Market-entry studies and project evaluations should consider risks and impacts from the point of view of the rights and consequences on stakeholders and communities, and should evaluate the risks of corruption and human rights abuses in tandem. Corruption-risk assessments are required elements of an anticorruption program and involve assessment of market, sector, transaction, business opportunity, and business-partnership risks, as well as the nature and level of interaction with the government. These assessments could easily be extended to consider human rights issues across the same risk categories—something that would require little extra budget and time while providing extensive additional insight. Similarly, third-party anticorruption due diligence often requires detailed confidential research and intelligence gathering, and it would not be a stretch to examine the human rights standards of a potential business partner at the same time as assessing its bribery risk.
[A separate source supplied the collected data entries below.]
pub mod apigateway;
pub mod cloudwatch;
pub mod dynamodb;
pub mod eventbridge;
pub mod health;
pub mod iam;
pub mod lambda;
pub mod s3;
pub mod sns;
pub mod sqs;
pub mod stepfunctions;
pub mod vpc;
pub mod xray;

use crate::aws::{BackendError, CloudClient};
use chrono::{DateTime, Duration, Utc};
use serde_json::{json, Map, Value};
use std::sync::Arc;

/// Call-scoped handle passed to tools and specialists.
///
/// Wraps the investigation's [`CloudClient`]; tools never reach for globals.
#[derive(Clone)]
pub struct ToolContext {
    client: Arc<CloudClient>,
}

impl ToolContext {
    pub fn new(client: Arc<CloudClient>) -> Self {
        Self { client }
    }

    pub fn region(&self) -> &str {
        self.client.region()
    }

    pub async fn call(
        &self,
        service: &str,
        operation: &str,
        params: Value,
    ) -> Result<Value, BackendError> {
        self.client.service(service).call(operation, params).await
    }
}

/// Serialize a tool failure as the fixed error envelope. The arguments are
/// echoed back for traceability.
pub fn error_envelope(message: impl ToString, args: &[(&str, &str)]) -> String {
    let mut object = Map::new();
    object.insert("error".to_string(), Value::String(message.to_string()));
    for (key, value) in args {
        object.insert(key.to_string(), Value::String(value.to_string()));
    }
    Value::Object(object).to_string()
}

/// Whether a parsed tool document signals failure.
pub fn is_error_document(document: &Value) -> bool {
    document.get("error").is_some()
}

/// Time window ending now, expressed as RFC 3339 bounds.
pub fn metric_window(hours_back: i64) -> (DateTime<Utc>, DateTime<Utc>) {
    let end = Utc::now();
    let start = end - Duration::hours(hours_back.max(1));
    (start, end)
}

/// Fetch one CloudWatch metric series. Shared by the per-service metric
/// tools so they stay thin.
pub async fn fetch_metric_series(
    ctx: &ToolContext,
    namespace: &str,
    metric_name: &str,
    dimension_name: &str,
    dimension_value: &str,
    statistic: &str,
    hours_back: i64,
) -> Result<Value, BackendError> {
    let (start, end) = metric_window(hours_back);
    let response = ctx
        .call(
            "cloudwatch",
            "get-metric-statistics",
            json!({
                "Namespace": namespace,
                "MetricName": metric_name,
                "Dimensions": [{"Name": dimension_name, "Value": dimension_value}],
                "StartTime": start.to_rfc3339(),
                "EndTime": end.to_rfc3339(),
                "Period": 300,
                "Statistics": [statistic],
            }),
        )
        .await?;
    Ok(response.get("Datapoints").cloned().unwrap_or(json!([])))
}

/// Fetch log events from one log group, optionally filtered.
pub async fn fetch_log_events(
    ctx: &ToolContext,
    log_group: &str,
    filter_pattern: Option<&str>,
    hours_back: i64,
    limit: u64,
) -> Result<Vec<Value>, BackendError> {
    let (start, end) = metric_window(hours_back);
    let mut params = json!({
        "logGroupName": log_group,
        "startTime": start.timestamp_millis(),
        "endTime": end.timestamp_millis(),
        "limit": limit,
    });
    if let Some(pattern) = filter_pattern {
        params["filterPattern"] = Value::String(pattern.to_string());
    }
    let response = ctx.call("logs", "filter-log-events", params).await?;
    let events = response
        .get("events")
        .and_then(Value::as_array)
        .cloned()
        .unwrap_or_default();
    Ok(events
        .into_iter()
        .map(|event| {
            json!({
                "timestamp": event.get("timestamp").cloned().unwrap_or(Value::Null),
                "message": event.get("message").cloned().unwrap_or(Value::Null),
                "log_stream": event.get("logStreamName").cloned().unwrap_or(Value::Null),
            })
        })
        .collect())
}

/// Parsed ARN components.
/// Format: `arn:partition:service:region:account-id:resource`.
#[derive(Debug, Clone, Default, PartialEq)]
pub struct ArnParts {
    pub partition: String,
    pub service: String,
    pub region: String,
    pub account_id: String,
    pub resource: String,
}

pub fn parse_arn(arn: &str) -> Option<ArnParts> {
    if !arn.starts_with("arn:") {
        return None;
    }
    let parts: Vec<&str> = arn.splitn(6, ':').collect();
    if parts.len() < 6 {
        return None;
    }
    Some(ArnParts {
        partition: parts[1].to_string(),
        service: parts[2].to_string(),
        region: parts[3].to_string(),
        account_id: parts[4].to_string(),
        resource: parts[5].to_string(),
    })
}

#[cfg(test)]
mod tests {
    use super::*;

    #[test]
    fn error_envelope_echoes_arguments() {
        let envelope = error_envelope("Trace not found", &[("trace_id", "1-abc")]);
        let parsed: Value = serde_json::from_str(&envelope).unwrap();
        assert_eq!(parsed["error"], "Trace not found");
        assert_eq!(parsed["trace_id"], "1-abc");
    }

    #[test]
    fn parses_full_arn() {
        let parts =
            parse_arn("arn:aws:states:eu-west-1:123456789012:stateMachine:checkout").unwrap();
        assert_eq!(parts.service, "states");
        assert_eq!(parts.region, "eu-west-1");
        assert_eq!(parts.resource, "stateMachine:checkout");
    }

    #[test]
    fn rejects_non_arn() {
        assert!(parse_arn("payment-processor").is_none());
        assert!(parse_arn("arn:aws:lambda").is_none());
    }
}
Anticorruption programs could also include a focus on the wider impact on stakeholders of investments and business relationships. Human rights frameworks focus on impacts as a way to demonstrate that the issues are wider than corporate risk. As we can see from the issues in Qatar, bribes also can have disproportionate societal impacts, and considering these would allow companies to more explicitly link their anticorruption efforts to their commitment to ethics and values. This would also allow the company to pay more attention to societal impacts, corporate responsibility, and the company’s broader stakeholder and community relations.
Some BSR members are already incorporating corruption criteria as a material issue in their human rights impact assessments, and this approach could be adopted far more widely.
As the FIFA scandal shows, corruption can have impacts on people and society that far exceed the value of the bribe payment or the internal organizational consequences. As a result of a systemic degradation in the relationship between government and society, bribery can be a force multiplier for human rights abuses. But if companies consider corruption and human rights in tandem, we may see improvement on both.